## [Task statement]
Please report the number of lines in the entries below that contain "this", with nothing added.

::::::::

//! Cached household membership pointer.
//!
//! Every component decides Local-vs-Remote targeting from this pointer,
//! so it must be readable without a network round trip — the cache is a
//! plain in-process copy of the local store's household blob, hydrated
//! once at service start and written through on every mutation.

use std::sync::{Arc, RwLock};

use tracing::info;

use larder_core::{Household, LocalStore, Result};

/// In-process household pointer backed by the local store.
pub struct Membership {
    local: Arc<dyn LocalStore>,
    cached: RwLock<Option<Household>>,
}

impl Membership {
    pub fn new(local: Arc<dyn LocalStore>) -> Self {
        Self {
            local,
            cached: RwLock::new(None),
        }
    }

    /// Hydrate the cache from the local store. Run once at service start.
    pub async fn restore(&self) -> Result<()> {
        let stored = self.local.load_household().await?;
        *self.cached.write().expect("membership lock poisoned") = stored;
        Ok(())
    }

    /// Synchronous read of the cached pointer.
    pub fn current(&self) -> Option<Household> {
        self.cached.read().expect("membership lock poisoned").clone()
    }

    /// Adopt a household: persist the pointer, then cache it.
    pub async fn set(&self, household: Household) -> Result<()> {
        self.local.store_household(&household).await?;
        *self.cached.write().expect("membership lock poisoned") = Some(household);
        Ok(())
    }

    /// Overwrite the cached pointer's display name. The remote name is
    /// authoritative over the cache for this one field. No-op when no
    /// household is joined.
    pub async fn set_name(&self, name: &str) -> Result<()> {
        let updated = {
            let mut guard = self.cached.write().expect("membership lock poisoned");
            match guard.as_mut() {
                Some(household) => {
                    household.name = name.to_string();
                    Some(household.clone())
                }
                None => None,
            }
        };
        if let Some(household) = updated {
            self.local.store_household(&household).await?;
        }
        Ok(())
    }

    /// Leave the household: discard the pointer. Never a remote mutation;
    /// the household row and its data persist for other members.
    pub async fn clear(&self) -> Result<()> {
        self.local.clear_household().await?;
        *self.cached.write().expect("membership lock poisoned") = None;
        info!(
            subsystem = "sync",
            component = "membership",
            op = "leave",
            "Household pointer discarded"
        );
        Ok(())
    }
}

::::::::

## [Exercise result]
2